Sharp Monica

An honest voice in Italian paradise.

Update from Italy: Month 2 of Quarantine

Photo by Ani Kolleshi on Unsplash

Starting yesterday, face masks are obligatory in Tuscany when in public spaces. The municipal government dropped off sacks of them with instructions for each family. No official announcement yet on the next extension, but we all expect it. Jason and I talked over lunch, musing how long can this go on? Broad tests in Tuscany of asymptomatic groups suggest just 5% of the population is carrying the second (and most important) of the two C19 antibodies, meaning millions of people are still susceptible. We wonder if extra care will be taken for the most vulnerable. Groceries are getting more expensive and the lines are getting longer. Supply chains must be getting strained, here in the fifth week of a broad, very restrictive lockdown. We wonder how long Italy can remain frozen in time, even as we adjust to our new normal.

From our apartment cloister, the city sighs, invisible to us. Minimal movement takes place in its quiet streets, the almost-empty buses. The parks are deserted and cordoned off, the restaurants and bars and cafés are all shuttered. Out of sight, out of mind.

Our world has become these one hundred and forty square meters, with its six interior windows and three skylights. It has become my convent, I the tertiary. I treasure my brief daily outings in the cloister garden, crammed with azaleas in bloom, lemon and orange trees heavy with fruit, the green dome of the synagogue looming over the stone wall at the back of the plot. The air fills with the church bells announcing midday.
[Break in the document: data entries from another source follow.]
//! WSN Lifetime - battery vs. solar-harvesting sensor field simulation

pub mod core;
pub mod deployment;
pub mod energy;
pub mod metrics;
pub mod node;
pub mod render;
pub mod simulation;
pub mod weather;

pub use crate::core::config::SimulationConfig;
pub use crate::core::error::{ConfigError, Result, WsnError};
pub use crate::simulation::{simulate, Simulation};
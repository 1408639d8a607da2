//! Simulation output and serialization

use std::time::Duration;

use serde::{Deserialize, Serialize};

use super::PopulationSeries;
use crate::core::config::SimulationConfig;
use crate::core::error::Result;
use crate::core::types::Vec2;
use crate::deployment::DistanceSummary;
use crate::node::population::PopulationSnapshot;
use crate::weather::HarvestFactor;

/// Complete simulation output
#[derive(Clone, Debug, Serialize, Deserialize)]
pub struct SimulationOutput {
    pub config: SimulationConfig,
    pub populations: Vec<PopulationSeries>,
    /// Harvest factor of each round; `None` when no population harvests
    pub harvest: Vec<Option<HarvestFactor>>,
    pub final_state: Vec<PopulationSnapshot>,
    pub sink: Vec2,
    pub distances: Option<DistanceSummary>,
    pub statistics: RunStatistics,
}

#[derive(Clone, Debug, Serialize, Deserialize)]
pub struct RunStatistics {
    pub rounds_simulated: u32,
    pub nodes_per_population: u32,
    pub seed: u64,
    pub simulation_time_ms: u64,
}

impl RunStatistics {
    pub fn new(config: &SimulationConfig, rounds_simulated: u32, nodes: usize, elapsed: Duration) -> Self {
        Self {
            rounds_simulated,
            nodes_per_population: nodes as u32,
            seed: config.seed,
            simulation_time_ms: elapsed.as_millis() as u64,
        }
    }
}

impl SimulationOutput {
    pub fn population(&self, name: &str) -> Option<&PopulationSeries> {
        self.populations.iter().find(|p| p.name == name)
    }

    pub fn snapshot(&self, name: &str) -> Option<&PopulationSnapshot> {
        self.final_state.iter().find(|p| p.name == name)
    }

    pub fn to_json(&self) -> Result<String> {
        Ok(serde_json::to_string_pretty(&self)?)
    }

    pub fn write_json(&self, path: &std::path::Path) -> Result<()> {
        std::fs::write(path, self.to_json()?)?;
        Ok(())
    }

    pub fn summary(&self) -> String {
        let mut lines = vec![format!(
            "Simulated {} rounds of {} nodes per population in {}ms (seed {})",
            self.statistics.rounds_simulated,
            self.statistics.nodes_per_population,
            self.statistics.simulation_time_ms,
            self.statistics.seed,
        )];

        for series in &self.populations {
            lines.push(format!(
                "{:<12} {:>5}/{:<5} alive  {:>10} packets  FND {:>6}  HND {:>6}  LND {:>6}",
                series.name,
                series.final_alive(),
                series.initial_nodes,
                series.total_throughput(),
                fmt_round(series.milestones.first_death),
                fmt_round(series.milestones.half_dead),
                fmt_round(series.milestones.last_death),
            ));
        }

        lines.join("\n")
    }
}

fn fmt_round(round: Option<u32>) -> String {
    round.map_or_else(|| "-".to_string(), |r| r.to_string())
}
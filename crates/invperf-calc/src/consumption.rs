//! 耗用量年化

use chrono::{DateTime, Utc};
use invperf_core::{AnalysisPeriod, Movement};
use rust_decimal::Decimal;
use std::collections::HashMap;

use invperf_core::numeric;
use invperf_core::period::DAYS_PER_YEAR;

/// 單一品項在分析期間內的異動概況
#[derive(Debug, Clone, Default, PartialEq)]
pub struct ConsumptionProfile {
    /// 期間出庫量
    pub period_consumption: Decimal,
    /// 年化出庫量
    pub annual_consumption: Decimal,
    /// 最後一次異動時間（含入庫）
    pub last_movement_at: Option<DateTime<Utc>>,
}

/// 耗用量計算器
pub struct ConsumptionCalculator;

impl ConsumptionCalculator {
    /// 按品項彙整異動
    pub fn profiles(
        movements: &[Movement],
        period: AnalysisPeriod,
    ) -> HashMap<String, ConsumptionProfile> {
        let mut profiles: HashMap<String, ConsumptionProfile> = HashMap::new();

        for movement in movements {
            let profile = profiles.entry(movement.item_id.clone()).or_default();

            if movement.is_outbound() {
                profile.period_consumption =
                    profile.period_consumption.saturating_add(movement.quantity);
            }

            profile.last_movement_at = match profile.last_movement_at {
                Some(last) if last >= movement.created_at => Some(last),
                _ => Some(movement.created_at),
            };
        }

        let annual_factor = period.annual_factor();
        for profile in profiles.values_mut() {
            profile.annual_consumption = Self::annualize(profile.period_consumption, annual_factor);
        }

        profiles
    }

    /// 期間耗用量 × 年化係數
    pub fn annualize(period_consumption: Decimal, annual_factor: Decimal) -> Decimal {
        if annual_factor == Decimal::ONE {
            return period_consumption;
        }
        numeric::mul_saturating(period_consumption, annual_factor, "年化耗用量")
    }

    /// 週轉率 = 年耗用量 / 庫存（庫存為 0 時為 0）
    pub fn turnover_rate(annual_consumption: Decimal, inventory: Decimal) -> Decimal {
        numeric::div_saturating(annual_consumption, inventory, "週轉率")
    }

    /// 供應天數 = 庫存 / 年耗用量 × 365（無耗用時回傳標記值）
    pub fn days_of_supply(
        inventory: Decimal,
        annual_consumption: Decimal,
        no_depletion_days: Decimal,
    ) -> Decimal {
        if annual_consumption <= Decimal::ZERO {
            return no_depletion_days;
        }

        inventory
            .checked_div(annual_consumption)
            .and_then(|years| years.checked_mul(Decimal::from(DAYS_PER_YEAR)))
            .unwrap_or_else(|| {
                tracing::warn!(
                    "供應天數溢位（庫存 {}，年耗用 {}），改用 {}",
                    inventory,
                    annual_consumption,
                    no_depletion_days
                );
                no_depletion_days
            })
    }
}
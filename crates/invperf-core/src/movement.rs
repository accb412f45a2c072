//! 庫存異動模型

use chrono::{DateTime, Utc};
use rust_decimal::Decimal;
use serde::{Deserialize, Serialize};

use crate::lenient;

/// 異動方向
#[derive(Debug, Clone, Copy, PartialEq, Eq, Hash, Serialize, Deserialize)]
#[serde(rename_all = "lowercase")]
pub enum MovementType {
    /// 入庫
    In,
    /// 出庫（耗用）
    Out,
}

/// 庫存異動（不可變的歷史紀錄）
#[derive(Debug, Clone, Serialize, Deserialize)]
pub struct Movement {
    /// 品項ID
    #[serde(deserialize_with = "lenient::string_or_number")]
    pub item_id: String,

    /// 異動方向
    pub movement_type: MovementType,

    /// 異動數量（正數）
    #[serde(default, deserialize_with = "lenient::decimal_or_zero")]
    pub quantity: Decimal,

    /// 異動時間
    pub created_at: DateTime<Utc>,
}

impl Movement {
    /// 創建新的異動紀錄
    pub fn new(
        item_id: String,
        movement_type: MovementType,
        quantity: Decimal,
        created_at: DateTime<Utc>,
    ) -> Self {
        Self {
            item_id,
            movement_type,
            quantity,
            created_at,
        }
    }

    /// 入庫異動
    pub fn inbound(item_id: String, quantity: Decimal, created_at: DateTime<Utc>) -> Self {
        Self::new(item_id, MovementType::In, quantity, created_at)
    }

    /// 出庫異動
    pub fn outbound(item_id: String, quantity: Decimal, created_at: DateTime<Utc>) -> Self {
        Self::new(item_id, MovementType::Out, quantity, created_at)
    }

    /// 檢查是否為出庫
    pub fn is_outbound(&self) -> bool {
        self.movement_type == MovementType::Out
    }
}
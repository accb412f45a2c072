//! # Inventory Performance Core
//!
//! 庫存績效分析的核心資料模型與類型定義

pub mod config;
pub mod count;
pub mod item;
pub mod lenient;
pub mod movement;
pub mod numeric;
pub mod period;
pub mod purchase;
pub mod result;
pub mod source;

// Re-export 主要類型
pub use config::{AnalysisConfig, ApprovalLevel, ApprovalPolicy};
pub use count::CountRecord;
pub use item::InventoryItem;
pub use movement::{Movement, MovementType};
pub use period::AnalysisPeriod;
pub use purchase::{OrderCharges, PurchaseOrderLine};
pub use result::{
    AbcClass, AbcResult, AccuracyResult, ClassBreakdown, PerformanceMetrics, TurnoverClass,
    TurnoverResult,
};
pub use source::{InventoryDataSource, MemoryDataSource};

/// 庫存績效分析錯誤類型
#[derive(Debug, thiserror::Error)]
pub enum PerfError {
    #[error("資料讀取失敗: {0}")]
    DataFetch(String),

    #[error("無效的分析期間: {0}")]
    InvalidPeriod(String),

    #[error("無效的分析配置: {0}")]
    InvalidConfig(String),

    #[error("無效的採購單: {0}")]
    InvalidOrder(String),

    #[error("匯出錯誤: {0}")]
    Export(String),
}

pub type Result<T> = std::result::Result<T, PerfError>;
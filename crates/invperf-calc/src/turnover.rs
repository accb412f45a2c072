//! 週轉分析

use invperf_core::{
    AnalysisConfig, AnalysisPeriod, InventoryItem, Movement, TurnoverClass, TurnoverResult,
};
use rayon::prelude::*;
use rust_decimal::Decimal;

use crate::consumption::{ConsumptionCalculator, ConsumptionProfile};

/// 週轉分類器
pub struct TurnoverClassifier;

impl TurnoverClassifier {
    /// 執行週轉分析（逐品項獨立，結果保持品項輸入順序）
    ///
    /// 平均庫存以現有庫存近似，未做期間加權平均。
    pub fn classify(
        items: &[InventoryItem],
        movements: &[Movement],
        period: AnalysisPeriod,
        config: &AnalysisConfig,
    ) -> Vec<TurnoverResult> {
        let profiles = ConsumptionCalculator::profiles(movements, period);
        let empty = ConsumptionProfile::default();

        let results: Vec<TurnoverResult> = items
            .par_iter()
            .map(|item| {
                let profile = profiles.get(&item.id).unwrap_or(&empty);
                let avg_inventory = item.quantity;
                let turnover_rate =
                    ConsumptionCalculator::turnover_rate(profile.annual_consumption, avg_inventory);

                TurnoverResult {
                    item_id: item.id.clone(),
                    part_code: item.part_code.clone(),
                    part_name: item.part_name.clone(),
                    total_value: item.total_value(),
                    avg_inventory,
                    annual_consumption: profile.annual_consumption,
                    turnover_rate,
                    days_of_supply: ConsumptionCalculator::days_of_supply(
                        avg_inventory,
                        profile.annual_consumption,
                        config.no_depletion_days,
                    ),
                    classification: Self::class_for(turnover_rate, config),
                    last_movement_at: profile.last_movement_at,
                }
            })
            .collect();

        tracing::debug!("週轉分析完成：{} 個品項", results.len());

        results
    }

    /// 依週轉率判定速度分類
    pub fn class_for(turnover_rate: Decimal, config: &AnalysisConfig) -> TurnoverClass {
        if turnover_rate >= config.fast_turnover {
            TurnoverClass::Fast
        } else if turnover_rate >= config.medium_turnover {
            TurnoverClass::Medium
        } else if turnover_rate >= config.slow_turnover {
            TurnoverClass::Slow
        } else {
            TurnoverClass::Dead
        }
    }
}
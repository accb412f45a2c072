//! ABC 分析
//!
//! 依年耗用價值排序，累計價值 ≤ 80% 為 A、≤ 95% 為 B，其餘為 C。
//! 累計百分比需要一次完整排序後依序掃描，無法逐品項獨立計算。

use invperf_core::{AbcClass, AbcResult, AnalysisConfig, AnalysisPeriod, InventoryItem, Movement};
use rayon::prelude::*;
use invperf_core::numeric;
use rust_decimal::Decimal;
use std::cmp::Ordering;

use crate::consumption::ConsumptionCalculator;

/// ABC 分類器
pub struct AbcClassifier;

impl AbcClassifier {
    /// 執行 ABC 分析，結果依年耗用價值遞減排序
    pub fn classify(
        items: &[InventoryItem],
        movements: &[Movement],
        period: AnalysisPeriod,
        config: &AnalysisConfig,
    ) -> Vec<AbcResult> {
        let profiles = ConsumptionCalculator::profiles(movements, period);

        // Step 1: 逐品項計算年耗用（可並行）
        let mut results: Vec<AbcResult> = items
            .par_iter()
            .map(|item| {
                let annual_consumption = profiles
                    .get(&item.id)
                    .map(|p| p.annual_consumption)
                    .unwrap_or(Decimal::ZERO);

                AbcResult {
                    item_id: item.id.clone(),
                    part_code: item.part_code.clone(),
                    part_name: item.part_name.clone(),
                    quantity: item.quantity,
                    unit_cost: item.unit_cost,
                    total_value: item.total_value(),
                    annual_consumption,
                    annual_value: numeric::mul_or(
                        annual_consumption,
                        item.unit_cost,
                        Decimal::ZERO,
                        "年耗用價值",
                    ),
                    abc_class: AbcClass::C,
                    percentage_value: Decimal::ZERO,
                    cumulative_percentage: Decimal::ZERO,
                    turnover_rate: ConsumptionCalculator::turnover_rate(
                        annual_consumption,
                        item.quantity,
                    ),
                    days_of_supply: ConsumptionCalculator::days_of_supply(
                        item.quantity,
                        annual_consumption,
                        config.no_depletion_days,
                    ),
                }
            })
            .collect();

        // Step 2: 依年耗用價值遞減排序，同值依品項ID遞增
        results.sort_by(Self::compare);

        // Step 3: 累計掃描（必須循序）
        Self::assign_classes(&mut results, config);

        tracing::debug!(
            "ABC 分析完成：{} 個品項，A {} / B {} / C {}",
            results.len(),
            results.iter().filter(|r| r.abc_class == AbcClass::A).count(),
            results.iter().filter(|r| r.abc_class == AbcClass::B).count(),
            results.iter().filter(|r| r.abc_class == AbcClass::C).count(),
        );

        results
    }

    /// 依累計百分比判定分類
    pub fn class_for(cumulative_percentage: Decimal, config: &AnalysisConfig) -> AbcClass {
        if cumulative_percentage <= config.abc_a_threshold {
            AbcClass::A
        } else if cumulative_percentage <= config.abc_b_threshold {
            AbcClass::B
        } else {
            AbcClass::C
        }
    }

    fn compare(a: &AbcResult, b: &AbcResult) -> Ordering {
        b.annual_value
            .cmp(&a.annual_value)
            .then_with(|| a.item_id.cmp(&b.item_id))
    }

    /// 累計掃描並分類
    ///
    /// 排名第一且有耗用價值的品項一律為 A 類，即使其單獨佔比已超過 A 類門檻。
    fn assign_classes(sorted: &mut [AbcResult], config: &AnalysisConfig) {
        let total_value = numeric::saturating_sum(sorted.iter().map(|r| r.annual_value));
        let hundred = Decimal::ONE_HUNDRED;
        let mut cumulative_value = Decimal::ZERO;

        for (rank, result) in sorted.iter_mut().enumerate() {
            cumulative_value = cumulative_value.saturating_add(result.annual_value);

            if total_value.is_zero() {
                result.percentage_value = Decimal::ZERO;
                result.cumulative_percentage = Decimal::ZERO;
            } else {
                result.percentage_value = numeric::mul_saturating(
                    numeric::div_saturating(result.annual_value, total_value, "價值佔比"),
                    hundred,
                    "價值佔比",
                );
                result.cumulative_percentage = numeric::mul_saturating(
                    numeric::div_saturating(cumulative_value, total_value, "累計佔比"),
                    hundred,
                    "累計佔比",
                );
            }

            result.abc_class = if rank == 0 && result.annual_value > Decimal::ZERO {
                AbcClass::A
            } else {
                Self::class_for(result.cumulative_percentage, config)
            };
        }
    }
}
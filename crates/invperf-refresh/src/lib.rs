//! # Inventory Performance Refresh
//!
//! 報表快取、髒標記與過期結果丟棄

pub mod dirty_tracking;
pub mod generation;
pub mod report_cache;

// Re-export 主要類型
pub use dirty_tracking::DirtyTracker;
pub use generation::{GenerationCounter, RefreshTicket};
pub use report_cache::{ApplyOutcome, ReportCache};
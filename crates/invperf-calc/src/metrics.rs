//! 彙總指標

use invperf_core::{AbcResult, AccuracyResult, PerformanceMetrics, TurnoverClass, TurnoverResult};
use invperf_core::numeric;
use rust_decimal::Decimal;

/// 指標彙總器
pub struct MetricsAggregator;

impl MetricsAggregator {
    /// 將三組分析結果彙總為儀表板指標（完整結果集，不做篩選）
    pub fn aggregate(
        abc: &[AbcResult],
        turnover: &[TurnoverResult],
        accuracy: &[AccuracyResult],
    ) -> PerformanceMetrics {
        let mut metrics = PerformanceMetrics::empty();

        metrics.total_items = abc.len();

        for result in abc {
            metrics.total_value = metrics.total_value.saturating_add(result.total_value);
            metrics
                .abc_distribution
                .entry(result.abc_class)
                .or_default()
                .add(result.total_value);
        }

        for result in turnover {
            metrics
                .turnover_distribution
                .entry(result.classification)
                .or_default()
                .add(result.total_value);

            match result.classification {
                TurnoverClass::Dead => {
                    metrics.dead_stock_value =
                        metrics.dead_stock_value.saturating_add(result.total_value)
                }
                TurnoverClass::Fast => metrics.fast_moving_items += 1,
                _ => {}
            }
        }

        metrics.average_accuracy =
            Self::mean(accuracy.iter().map(|r| r.accuracy_score), accuracy.len());
        metrics.average_turnover =
            Self::mean(turnover.iter().map(|r| r.turnover_rate), turnover.len());

        metrics
    }

    fn mean(values: impl Iterator<Item = Decimal>, len: usize) -> Decimal {
        if len == 0 {
            return Decimal::ZERO;
        }
        numeric::saturating_sum(values) / Decimal::from(len)
    }
}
Fear is invisible, but leaves tracks in the jittery heart, the clenched jaw. She shifts in the seat to find a calmer pose. Anxiety vibrates and is felt, but is not seen. She no longer circulates in the city, becoming invisible to those who used to greet her each day along her circuit.

The pathogens roam freely, cloaked in microscopic invisibility, but like fear and anxiety, they trail their deeply felt and visible traces across families and towns, countries and populations. And yet that novel virus finds its kin in the wild yeast I am growing every day on the grey marble counter. The starter teems with spores taking hold, blowing bubbles; I cannot see them. I can only read the signs of their existence. One shrinks and takes and life, the other expands and gives life.

Love is invisible, but love is felt, every day, in care and reassurance.

Leadership feels invisible. It’s a catch-up game. No one has confronted an issue like this in the lifetime, except for maybe a few Wise Ones, and the Queen, may God save her. Solutions, both political and medical, fail to materialize in time. Patience is invisible, but felt. We will come to cross this bridge; the date on which we begin to do so is unseen. 

Visibility is in the eye of the beholder. Some see what many cannot see. A handful see what escapes most. All things, seen and unseen. Practice seeing, that the portion of things invisible may shrink, and your knowledge, your seeing them, will bring them into the light for many. If you are able to see it, tell it.